-- STORED DATA follows --

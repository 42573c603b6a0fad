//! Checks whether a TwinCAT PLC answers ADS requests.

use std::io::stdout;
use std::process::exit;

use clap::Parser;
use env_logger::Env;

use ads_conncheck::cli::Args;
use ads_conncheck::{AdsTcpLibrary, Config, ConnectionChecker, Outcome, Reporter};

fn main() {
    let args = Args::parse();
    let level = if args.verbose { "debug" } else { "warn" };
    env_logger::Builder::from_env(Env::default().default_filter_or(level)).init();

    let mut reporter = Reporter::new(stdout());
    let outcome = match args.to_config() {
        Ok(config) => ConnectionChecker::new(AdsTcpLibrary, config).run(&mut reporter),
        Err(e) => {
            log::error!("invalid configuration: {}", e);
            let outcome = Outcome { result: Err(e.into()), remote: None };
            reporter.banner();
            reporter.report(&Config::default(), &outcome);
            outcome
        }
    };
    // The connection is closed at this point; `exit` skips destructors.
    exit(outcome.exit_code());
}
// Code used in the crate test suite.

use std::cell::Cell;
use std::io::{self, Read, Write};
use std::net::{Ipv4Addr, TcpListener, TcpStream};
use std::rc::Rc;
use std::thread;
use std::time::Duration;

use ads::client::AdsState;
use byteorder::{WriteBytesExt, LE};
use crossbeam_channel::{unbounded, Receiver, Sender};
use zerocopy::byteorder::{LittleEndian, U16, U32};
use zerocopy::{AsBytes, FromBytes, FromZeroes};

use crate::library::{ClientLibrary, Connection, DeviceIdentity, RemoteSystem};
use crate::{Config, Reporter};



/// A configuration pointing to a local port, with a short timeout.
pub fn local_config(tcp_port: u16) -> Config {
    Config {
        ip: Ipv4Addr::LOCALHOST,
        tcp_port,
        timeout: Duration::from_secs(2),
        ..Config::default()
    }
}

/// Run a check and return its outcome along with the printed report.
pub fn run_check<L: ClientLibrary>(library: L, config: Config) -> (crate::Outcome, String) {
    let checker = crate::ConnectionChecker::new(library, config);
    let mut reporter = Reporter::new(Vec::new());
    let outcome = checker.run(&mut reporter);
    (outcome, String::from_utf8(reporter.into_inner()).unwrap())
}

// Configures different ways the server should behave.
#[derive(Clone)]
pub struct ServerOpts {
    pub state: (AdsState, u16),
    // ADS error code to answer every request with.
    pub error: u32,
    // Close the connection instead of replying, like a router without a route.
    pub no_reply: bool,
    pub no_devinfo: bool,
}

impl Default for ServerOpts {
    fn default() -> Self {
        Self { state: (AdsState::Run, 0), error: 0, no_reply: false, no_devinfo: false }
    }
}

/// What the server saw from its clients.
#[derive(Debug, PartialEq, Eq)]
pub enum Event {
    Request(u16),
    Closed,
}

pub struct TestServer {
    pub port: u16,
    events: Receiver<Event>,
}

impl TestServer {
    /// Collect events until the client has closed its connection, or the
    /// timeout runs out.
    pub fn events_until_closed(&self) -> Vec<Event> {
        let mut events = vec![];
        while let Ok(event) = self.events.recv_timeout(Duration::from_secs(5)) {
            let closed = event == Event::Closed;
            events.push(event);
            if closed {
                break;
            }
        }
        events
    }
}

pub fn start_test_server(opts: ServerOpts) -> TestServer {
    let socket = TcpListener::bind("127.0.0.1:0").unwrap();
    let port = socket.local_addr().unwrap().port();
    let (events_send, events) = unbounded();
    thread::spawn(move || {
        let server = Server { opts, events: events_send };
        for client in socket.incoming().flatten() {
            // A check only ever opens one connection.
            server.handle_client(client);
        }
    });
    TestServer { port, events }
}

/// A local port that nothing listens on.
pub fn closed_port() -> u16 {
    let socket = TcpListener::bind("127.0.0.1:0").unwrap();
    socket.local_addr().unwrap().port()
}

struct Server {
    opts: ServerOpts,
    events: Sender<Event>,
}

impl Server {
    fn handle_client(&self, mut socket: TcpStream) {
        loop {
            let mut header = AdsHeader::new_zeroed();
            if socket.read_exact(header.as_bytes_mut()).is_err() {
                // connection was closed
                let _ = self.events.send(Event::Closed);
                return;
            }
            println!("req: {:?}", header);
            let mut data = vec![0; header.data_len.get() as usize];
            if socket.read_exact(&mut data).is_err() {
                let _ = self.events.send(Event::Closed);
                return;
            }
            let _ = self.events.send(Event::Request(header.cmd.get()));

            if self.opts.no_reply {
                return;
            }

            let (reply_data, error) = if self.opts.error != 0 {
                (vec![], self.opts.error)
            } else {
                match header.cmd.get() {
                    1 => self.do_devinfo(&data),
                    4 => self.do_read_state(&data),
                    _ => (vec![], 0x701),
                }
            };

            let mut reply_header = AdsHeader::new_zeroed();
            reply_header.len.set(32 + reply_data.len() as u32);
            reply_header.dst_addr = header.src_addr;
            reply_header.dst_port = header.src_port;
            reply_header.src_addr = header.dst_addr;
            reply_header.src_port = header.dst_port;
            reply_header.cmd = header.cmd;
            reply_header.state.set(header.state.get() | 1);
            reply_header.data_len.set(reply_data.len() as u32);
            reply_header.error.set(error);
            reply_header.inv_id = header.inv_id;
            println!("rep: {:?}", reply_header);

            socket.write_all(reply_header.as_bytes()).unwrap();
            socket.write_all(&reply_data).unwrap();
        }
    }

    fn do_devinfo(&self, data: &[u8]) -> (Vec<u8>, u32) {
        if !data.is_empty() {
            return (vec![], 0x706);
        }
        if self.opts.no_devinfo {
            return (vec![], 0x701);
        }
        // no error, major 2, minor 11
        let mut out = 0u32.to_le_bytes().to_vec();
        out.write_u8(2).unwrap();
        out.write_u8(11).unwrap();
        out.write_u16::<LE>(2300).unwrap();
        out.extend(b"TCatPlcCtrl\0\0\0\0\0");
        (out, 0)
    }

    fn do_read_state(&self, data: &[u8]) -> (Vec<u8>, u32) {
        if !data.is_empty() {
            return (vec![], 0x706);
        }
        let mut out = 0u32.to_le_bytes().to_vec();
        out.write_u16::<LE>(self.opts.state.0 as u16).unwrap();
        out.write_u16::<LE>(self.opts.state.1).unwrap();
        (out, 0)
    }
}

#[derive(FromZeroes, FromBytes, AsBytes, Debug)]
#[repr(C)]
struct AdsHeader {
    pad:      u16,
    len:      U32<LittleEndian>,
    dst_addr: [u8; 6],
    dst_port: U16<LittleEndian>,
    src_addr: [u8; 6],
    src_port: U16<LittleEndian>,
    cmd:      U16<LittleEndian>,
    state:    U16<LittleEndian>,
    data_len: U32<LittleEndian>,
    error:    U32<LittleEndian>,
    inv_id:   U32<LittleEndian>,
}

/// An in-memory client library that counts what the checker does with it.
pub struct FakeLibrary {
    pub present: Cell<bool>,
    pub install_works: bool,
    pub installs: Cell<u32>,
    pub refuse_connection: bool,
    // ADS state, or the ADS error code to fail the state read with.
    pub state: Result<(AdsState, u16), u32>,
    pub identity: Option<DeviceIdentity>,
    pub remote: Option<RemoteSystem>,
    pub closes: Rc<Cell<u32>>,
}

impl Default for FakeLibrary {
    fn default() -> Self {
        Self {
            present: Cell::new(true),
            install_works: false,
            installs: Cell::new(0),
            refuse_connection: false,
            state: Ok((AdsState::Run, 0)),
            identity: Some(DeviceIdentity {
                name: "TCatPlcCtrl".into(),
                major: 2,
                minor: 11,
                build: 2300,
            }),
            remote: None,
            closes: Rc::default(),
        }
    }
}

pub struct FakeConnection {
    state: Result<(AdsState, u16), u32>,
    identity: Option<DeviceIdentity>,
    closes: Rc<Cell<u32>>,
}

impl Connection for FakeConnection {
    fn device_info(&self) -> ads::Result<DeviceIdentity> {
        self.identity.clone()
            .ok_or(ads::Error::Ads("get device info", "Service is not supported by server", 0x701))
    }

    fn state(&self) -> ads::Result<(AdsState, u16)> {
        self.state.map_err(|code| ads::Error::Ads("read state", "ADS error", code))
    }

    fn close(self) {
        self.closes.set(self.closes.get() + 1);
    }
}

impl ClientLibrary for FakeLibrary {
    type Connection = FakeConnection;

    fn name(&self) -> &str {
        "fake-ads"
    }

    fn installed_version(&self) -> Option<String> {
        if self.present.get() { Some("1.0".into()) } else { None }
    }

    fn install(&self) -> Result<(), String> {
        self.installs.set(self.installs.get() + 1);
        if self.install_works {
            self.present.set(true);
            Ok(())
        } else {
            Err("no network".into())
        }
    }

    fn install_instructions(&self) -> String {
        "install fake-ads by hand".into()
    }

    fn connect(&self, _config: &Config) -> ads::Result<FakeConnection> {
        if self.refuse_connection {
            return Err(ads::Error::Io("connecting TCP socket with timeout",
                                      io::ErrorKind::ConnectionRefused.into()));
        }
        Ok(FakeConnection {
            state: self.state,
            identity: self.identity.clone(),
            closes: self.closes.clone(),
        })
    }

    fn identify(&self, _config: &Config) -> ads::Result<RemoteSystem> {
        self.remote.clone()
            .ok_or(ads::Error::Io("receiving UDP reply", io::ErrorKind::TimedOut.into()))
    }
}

-- STORED DATA concluded --

• GOAL OF THE EXERCISE
Find the line with "from its clients." in the entries above. Retype it and each line after it, exactly, through the line with "fn handle_client(&self, mut", and stop there.

• YOUR SOLUTION
/// What the server saw from its clients.
#[derive(Debug, PartialEq, Eq)]
pub enum Event {
    Request(u16),
    Closed,
}

pub struct TestServer {
    pub port: u16,
    events: Receiver<Event>,
}

impl TestServer {
    /// Collect events until the client has closed its connection, or the
    /// timeout runs out.
    pub fn events_until_closed(&self) -> Vec<Event> {
        let mut events = vec![];
        while let Ok(event) = self.events.recv_timeout(Duration::from_secs(5)) {
            let closed = event == Event::Closed;
            events.push(event);
            if closed {
                break;
            }
        }
        events
    }
}

pub fn start_test_server(opts: ServerOpts) -> TestServer {
    let socket = TcpListener::bind("127.0.0.1:0").unwrap();
    let port = socket.local_addr().unwrap().port();
    let (events_send, events) = unbounded();
    thread::spawn(move || {
        let server = Server { opts, events: events_send };
        for client in socket.incoming().flatten() {
            // A check only ever opens one connection.
            server.handle_client(client);
        }
    });
    TestServer { port, events }
}

/// A local port that nothing listens on.
pub fn closed_port() -> u16 {
    let socket = TcpListener::bind("127.0.0.1:0").unwrap();
    socket.local_addr().unwrap().port()
}

struct Server {
    opts: ServerOpts,
    events: Sender<Event>,
}

impl Server {
    fn handle_client(&self, mut socket: TcpStream) {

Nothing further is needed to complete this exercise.